INPUT RECORDS:

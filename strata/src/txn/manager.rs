//! Transaction Manager - begin / commit / rollback driver
//!
//! Commit protocol, all under one commit lock so commits are totally ordered:
//! 1. allocate `commit_ts`, move the txn to `Preparing`
//! 2. `prepare_commit` every entry (compaction replays its delta here)
//! 3. encode every entry's command into one batch and append it to the WAL
//! 4. `apply_commit(wal_index)` every entry, txn becomes `Committed`
//!
//! Any failure before step 4 rolls every entry back. Once the batch is in the
//! log the commit stands: an apply failure is reported as `Invariant` and the
//! remaining entries are still applied.

use std::collections::HashMap;
use std::sync::atomic::{AtomicU64, Ordering};
use std::sync::Arc;

use parking_lot::{Mutex, RwLock};

use super::context::{Txn, TxnId, TxnState};
use super::entry::TxnEntry;
use super::timestamp::{Timestamp, TimestampAllocator};
use crate::updates::CommandBatch;
use crate::wal::{LogStore, WalIndex};
use crate::{Result, StrataError};

/// WAL group that carries transaction command batches
pub const TXN_LOG_GROUP: u32 = 1;

// ============================================================================
// Transaction Manager
// ============================================================================

pub struct TxnManager {
    ts: Arc<TimestampAllocator>,
    wal: Arc<dyn LogStore>,
    /// Serializes begin against commit so no snapshot lands inside a half-applied commit
    commit_lock: Mutex<()>,
    /// Active transactions: txn_id → start_ts
    active: RwLock<HashMap<TxnId, Timestamp>>,
    next_txn_id: AtomicU64,
    /// Index of the newest command batch in the log
    last_logged: Mutex<Option<WalIndex>>,
    total_committed: AtomicU64,
    total_aborted: AtomicU64,
}

impl TxnManager {
    pub fn new(ts: Arc<TimestampAllocator>, wal: Arc<dyn LogStore>) -> Self {
        Self {
            ts,
            wal,
            commit_lock: Mutex::new(()),
            active: RwLock::new(HashMap::new()),
            next_txn_id: AtomicU64::new(1),
            last_logged: Mutex::new(None),
            total_committed: AtomicU64::new(0),
            total_aborted: AtomicU64::new(0),
        }
    }

    pub fn timestamps(&self) -> &Arc<TimestampAllocator> {
        &self.ts
    }

    pub fn wal(&self) -> &Arc<dyn LogStore> {
        &self.wal
    }

    // ========================================================================
    // Transaction Lifecycle
    // ========================================================================

    /// Start a transaction reading at a fresh snapshot
    pub fn begin(&self) -> Arc<Txn> {
        let _guard = self.commit_lock.lock();
        let id = self.next_txn_id.fetch_add(1, Ordering::SeqCst);
        let start_ts = self.ts.next();
        self.active.write().insert(id, start_ts);
        Arc::new(Txn::new(id, start_ts))
    }

    /// Commit `txn`, returning its commit timestamp
    pub fn commit(&self, txn: &Txn) -> Result<Timestamp> {
        txn.check_active()?;
        let _guard = self.commit_lock.lock();

        let mut entries = txn.with_store(|s| s.take_entries());
        let commit_ts = self.ts.next();
        txn.begin_prepare(commit_ts)?;

        let index = match self.prepare_and_log(txn, &mut entries) {
            Ok(index) => index,
            Err(e) => {
                log::warn!("txn {} commit failed at ts {}: {}", txn.id(), commit_ts, e);
                self.rollback_entries(txn, &mut entries);
                return Err(e);
            }
        };

        let mut first_err = None;
        if let Some(index) = index {
            for entry in entries.iter_mut() {
                if let Err(e) = entry.apply_commit(txn, &index) {
                    log::error!("txn {} apply_commit failed after logging at {:?}: {}", txn.id(), index, e);
                    first_err.get_or_insert(e);
                }
            }
        }

        txn.set_state(TxnState::Committed);
        self.active.write().remove(&txn.id());
        self.total_committed.fetch_add(1, Ordering::Relaxed);
        if let Some(e) = first_err {
            return Err(StrataError::Invariant(format!(
                "txn {} committed at {} but did not fully apply: {}",
                txn.id(),
                commit_ts,
                e
            )));
        }
        log::debug!("txn {} committed at {} ({} entries)", txn.id(), commit_ts, entries.len());
        Ok(commit_ts)
    }

    /// Prepare every entry and log their commands; `None` when there is nothing to log
    fn prepare_and_log(&self, txn: &Txn, entries: &mut [Box<dyn TxnEntry>]) -> Result<Option<WalIndex>> {
        for entry in entries.iter_mut() {
            entry.prepare_commit(txn)?;
        }
        if entries.is_empty() {
            return Ok(None);
        }

        let mut batch = CommandBatch::new(txn.id(), txn.commit_ts().unwrap_or_default());
        for (id, entry) in entries.iter().enumerate() {
            if let Some(cmd) = entry.make_command(txn, id as u32)? {
                batch.push(cmd);
            }
        }
        let index = self.wal.append(TXN_LOG_GROUP, &batch.encode()?)?;
        *self.last_logged.lock() = Some(index);
        Ok(Some(index))
    }

    /// Abort `txn`, undoing every entry it logged
    pub fn rollback(&self, txn: &Txn) -> Result<()> {
        txn.check_active()?;
        let mut entries = txn.with_store(|s| s.take_entries());
        self.rollback_entries(txn, &mut entries);
        Ok(())
    }

    fn rollback_entries(&self, txn: &Txn, entries: &mut [Box<dyn TxnEntry>]) {
        for entry in entries.iter_mut() {
            if let Err(e) = entry.prepare_rollback(txn) {
                log::error!("txn {} prepare_rollback failed: {}", txn.id(), e);
            }
        }
        for entry in entries.iter_mut() {
            if let Err(e) = entry.apply_rollback(txn) {
                log::error!("txn {} apply_rollback failed: {}", txn.id(), e);
            }
        }
        txn.set_state(TxnState::RolledBack);
        self.active.write().remove(&txn.id());
        self.total_aborted.fetch_add(1, Ordering::Relaxed);
    }

    /// A fresh timestamp every commit at or below it has fully applied
    ///
    /// Compaction reads at this watermark and replays anything committed after it.
    pub fn visible_watermark(&self) -> Timestamp {
        let _guard = self.commit_lock.lock();
        self.ts.next()
    }

    /// Watermark plus the newest log index of any commit at or below it
    ///
    /// Once all data visible at the watermark is persisted the log can be
    /// checkpointed up to that index.
    pub fn flush_point(&self) -> (Timestamp, Option<WalIndex>) {
        let _guard = self.commit_lock.lock();
        (self.ts.next(), *self.last_logged.lock())
    }

    // ========================================================================
    // Monitoring
    // ========================================================================

    /// Smallest start timestamp among running transactions
    pub fn oldest_active_ts(&self) -> Option<Timestamp> {
        self.active.read().values().min().copied()
    }

    pub fn active_count(&self) -> usize {
        self.active.read().len()
    }

    pub fn total_committed(&self) -> u64 {
        self.total_committed.load(Ordering::Relaxed)
    }

    pub fn total_aborted(&self) -> u64 {
        self.total_aborted.load(Ordering::Relaxed)
    }
}

// ============================================================================
// Tests
// ============================================================================

#[cfg(test)]
mod tests {
    use super::*;
    use crate::updates::UpdateCmd;
    use crate::wal::MemWal;

    #[derive(Clone, Default)]
    struct Trace(Arc<Mutex<Vec<String>>>);

    impl Trace {
        fn push(&self, s: impl Into<String>) {
            self.0.lock().push(s.into());
        }
        fn get(&self) -> Vec<String> {
            self.0.lock().clone()
        }
    }

    struct RecordingEntry {
        name: &'static str,
        trace: Trace,
        fail_prepare: bool,
        fail_apply: bool,
    }

    impl TxnEntry for RecordingEntry {
        fn prepare_commit(&mut self, txn: &Txn) -> Result<()> {
            assert_eq!(txn.state(), TxnState::Preparing);
            self.trace.push(format!("{}:prepare", self.name));
            if self.fail_prepare {
                return Err(StrataError::Conflict("injected".into()));
            }
            Ok(())
        }

        fn apply_commit(&mut self, _txn: &Txn, index: &WalIndex) -> Result<()> {
            self.trace.push(format!("{}:apply@{}", self.name, index.lsn));
            if self.fail_apply {
                return Err(StrataError::Io(std::io::Error::other("injected")));
            }
            Ok(())
        }

        fn apply_rollback(&mut self, _txn: &Txn) -> Result<()> {
            self.trace.push(format!("{}:rollback", self.name));
            Ok(())
        }

        fn make_command(&self, _txn: &Txn, id: u32) -> Result<Option<UpdateCmd>> {
            Ok(Some(UpdateCmd::Append { id, block: 1, start_row: 0, rows: 1 }))
        }
    }

    fn manager() -> (TxnManager, Arc<MemWal>) {
        let wal = Arc::new(MemWal::new());
        (TxnManager::new(Arc::new(TimestampAllocator::new()), wal.clone()), wal)
    }

    fn entry(name: &'static str, trace: &Trace, fail: bool) -> Box<dyn TxnEntry> {
        Box::new(RecordingEntry { name, trace: trace.clone(), fail_prepare: fail, fail_apply: false })
    }

    #[test]
    fn test_begin_commit() {
        let (mgr, wal) = manager();
        let trace = Trace::default();
        let txn = mgr.begin();
        assert_eq!(mgr.active_count(), 1);
        txn.with_store(|s| {
            s.log_entry(1, entry("a", &trace, false), vec![1]);
            s.log_entry(1, entry("b", &trace, false), vec![1]);
        });

        let commit_ts = mgr.commit(&txn).unwrap();
        assert!(commit_ts > txn.start_ts());
        assert_eq!(txn.state(), TxnState::Committed);
        assert_eq!(txn.commit_ts(), Some(commit_ts));
        assert_eq!(mgr.active_count(), 0);
        assert_eq!(mgr.total_committed(), 1);
        assert_eq!(trace.get(), vec!["a:prepare", "b:prepare", "a:apply@1", "b:apply@1"]);

        let logged = wal.replay(TXN_LOG_GROUP).unwrap();
        assert_eq!(logged.len(), 1);
        let batch = CommandBatch::decode(&logged[0].1).unwrap();
        assert_eq!(batch.txn, txn.id());
        assert_eq!(batch.cmds.len(), 2);
    }

    #[test]
    fn test_prepare_failure_rolls_back_everything() {
        let (mgr, wal) = manager();
        let trace = Trace::default();
        let txn = mgr.begin();
        txn.with_store(|s| {
            s.log_entry(1, entry("a", &trace, false), vec![]);
            s.log_entry(1, entry("b", &trace, true), vec![]);
        });

        let err = mgr.commit(&txn).unwrap_err();
        assert!(err.is_conflict());
        assert_eq!(txn.state(), TxnState::RolledBack);
        assert_eq!(mgr.total_aborted(), 1);
        assert_eq!(
            trace.get(),
            vec!["a:prepare", "b:prepare", "a:rollback", "b:rollback"]
        );
        assert!(wal.replay(TXN_LOG_GROUP).unwrap().is_empty());
    }

    #[test]
    fn test_apply_failure_after_logging_keeps_commit() {
        let (mgr, wal) = manager();
        let trace = Trace::default();
        let txn = mgr.begin();
        txn.with_store(|s| {
            s.log_entry(1, entry("a", &trace, false), vec![]);
            s.log_entry(
                1,
                Box::new(RecordingEntry { name: "b", trace: trace.clone(), fail_prepare: false, fail_apply: true }),
                vec![],
            );
            s.log_entry(1, entry("c", &trace, false), vec![]);
        });

        let err = mgr.commit(&txn).unwrap_err();
        assert!(matches!(err, StrataError::Invariant(_)));
        // logged, so nothing is undone and later entries still apply
        assert_eq!(txn.state(), TxnState::Committed);
        assert_eq!(mgr.total_committed(), 1);
        assert_eq!(mgr.total_aborted(), 0);
        assert_eq!(
            trace.get(),
            vec!["a:prepare", "b:prepare", "c:prepare", "a:apply@1", "b:apply@1", "c:apply@1"]
        );
        assert_eq!(wal.replay(TXN_LOG_GROUP).unwrap().len(), 1);
    }

    #[test]
    fn test_rollback_and_finished_state() {
        let (mgr, _) = manager();
        let trace = Trace::default();
        let txn = mgr.begin();
        txn.with_store(|s| s.log_entry(1, entry("a", &trace, false), vec![]));
        mgr.rollback(&txn).unwrap();
        assert_eq!(trace.get(), vec!["a:rollback"]);
        assert!(mgr.commit(&txn).is_err());
        assert!(mgr.rollback(&txn).is_err());
    }

    #[test]
    fn test_oldest_active() {
        let (mgr, _) = manager();
        assert_eq!(mgr.oldest_active_ts(), None);
        let t1 = mgr.begin();
        let t2 = mgr.begin();
        assert_eq!(mgr.oldest_active_ts(), Some(t1.start_ts()));
        mgr.commit(&t1).unwrap();
        assert_eq!(mgr.oldest_active_ts(), Some(t2.start_ts()));
    }

    #[test]
    fn test_flush_point_covers_logged_commits() {
        let (mgr, _) = manager();
        let trace = Trace::default();
        assert_eq!(mgr.flush_point().1, None);

        let txn = mgr.begin();
        txn.with_store(|s| s.log_entry(1, entry("a", &trace, false), vec![]));
        let commit_ts = mgr.commit(&txn).unwrap();

        let (ts, index) = mgr.flush_point();
        assert!(ts > commit_ts);
        assert_eq!(index, Some(WalIndex::new(TXN_LOG_GROUP, 1)));
        assert!(mgr.visible_watermark() > ts);
    }
}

DIRECTIONS: Of all the entries above, repeat only the lines from the line that has "Ok(Some(index))" to the line that has "if let Err(e) = entry.prepare_rollback(txn)", both lines included, exactly.

TASK OUTPUT:
        Ok(Some(index))
    }

    /// Abort `txn`, undoing every entry it logged
    pub fn rollback(&self, txn: &Txn) -> Result<()> {
        txn.check_active()?;
        let mut entries = txn.with_store(|s| s.take_entries());
        self.rollback_entries(txn, &mut entries);
        Ok(())
    }

    fn rollback_entries(&self, txn: &Txn, entries: &mut [Box<dyn TxnEntry>]) {
        for entry in entries.iter_mut() {
            if let Err(e) = entry.prepare_rollback(txn) {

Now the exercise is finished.